Publisher: A Different Point of View (Nick Fillmore Blog)
Date Written: 01/11/2016
Year Published: 2016
Resource Type: Article
Cx Number: CX20420
The federal government's recently announced that all Canadian jurisdictions must adopt a carbon pricing scheme by 2018 with a minimum price of $10 per tonne. The price must rise to reach $50 per tonne by 2022. The goal of reducing emissions by 30 per cent below 2005 levels by 2030 will not get Canada anywhere close to its promises to the United Nations. Canadians probably believe that our major environmental groups are busy lobbying and pushing the federal and provincial governments to do much more. But no, this is not the case.
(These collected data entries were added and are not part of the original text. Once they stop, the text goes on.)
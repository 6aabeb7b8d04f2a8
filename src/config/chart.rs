// Copyright 2022 Twitter, Inc.
// Licensed under the Apache License, Version 2.0
// http://www.apache.org/licenses/LICENSE-2.0

use serde_derive::*;

use std::path::PathBuf;

#[derive(Clone, Debug, PartialEq)]
pub struct Chart {
    title: String,
    x_desc: String,
    y_desc: String,
    output: PathBuf,
    size: (u32, u32),
}

impl Chart {
    pub fn new(title: impl AsRef<str>, output: impl Into<PathBuf>) -> Self {
        Self {
            title: title.as_ref().to_owned(),
            x_desc: "Grid size".to_owned(),
            y_desc: "Time(ms)".to_owned(),
            output: output.into(),
            size: (1080, 720),
        }
    }

    pub fn title(&self) -> &str {
        &self.title
    }

    pub fn set_title(&mut self, title: impl AsRef<str>) {
        self.title = title.as_ref().to_owned();
    }

    pub fn x_desc(&self) -> &str {
        &self.x_desc
    }

    pub fn set_x_desc(&mut self, x_desc: impl AsRef<str>) {
        self.x_desc = x_desc.as_ref().to_owned();
    }

    pub fn y_desc(&self) -> &str {
        &self.y_desc
    }

    pub fn set_y_desc(&mut self, y_desc: impl AsRef<str>) {
        self.y_desc = y_desc.as_ref().to_owned();
    }

    /// the image file the chart is written to
    pub fn output(&self) -> &PathBuf {
        &self.output
    }

    pub fn set_output(&mut self, output: impl Into<PathBuf>) {
        self.output = output.into();
    }

    /// width and height in pixels
    pub fn size(&self) -> (u32, u32) {
        self.size
    }

    pub fn set_size(&mut self, size: (u32, u32)) {
        self.size = size;
    }

    pub(crate) fn apply(&mut self, section: &ChartSection) {
        if let Some(title) = &section.title {
            self.set_title(title);
        }
        if let Some(x_desc) = &section.x_desc {
            self.set_x_desc(x_desc);
        }
        if let Some(y_desc) = &section.y_desc {
            self.set_y_desc(y_desc);
        }
        if let Some(output) = &section.output {
            self.set_output(output);
        }
        let (width, height) = self.size;
        self.set_size((
            section.width.unwrap_or(width),
            section.height.unwrap_or(height),
        ));
    }
}

/// `[chart]` as it appears in a config file. Anything left out keeps the
/// value from the preset.
#[derive(Clone, Debug, Default, Deserialize)]
#[serde(deny_unknown_fields)]
pub struct ChartSection {
    title: Option<String>,
    x_desc: Option<String>,
    y_desc: Option<String>,
    output: Option<String>,
    width: Option<u32>,
    height: Option<u32>,
}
The Climate Action Network (CAN) is made up of a wide collection of about 100 environmental and public interest groups. CAN is the network that would be expected to conduct a serious campaign. However, it chose to endorse the mediocre goals set by the government. " . Prime Minster Trudeau showed conviction when it comes to putting a price on carbon across Canada," said Catherine Abreu, CAN Executive Director.
CAN believes it can accomplish more working within the system as opposed to criticizing the government from the outside. Network leaders make much of the fact that CAN was one of the groups the government consulted during the process of setting the carbon reduction targets. However, with the government coming in with the lowest possible target, CAN apparently didn't have much influence during the process. If anything, the government co-opted CAN to accept its positions.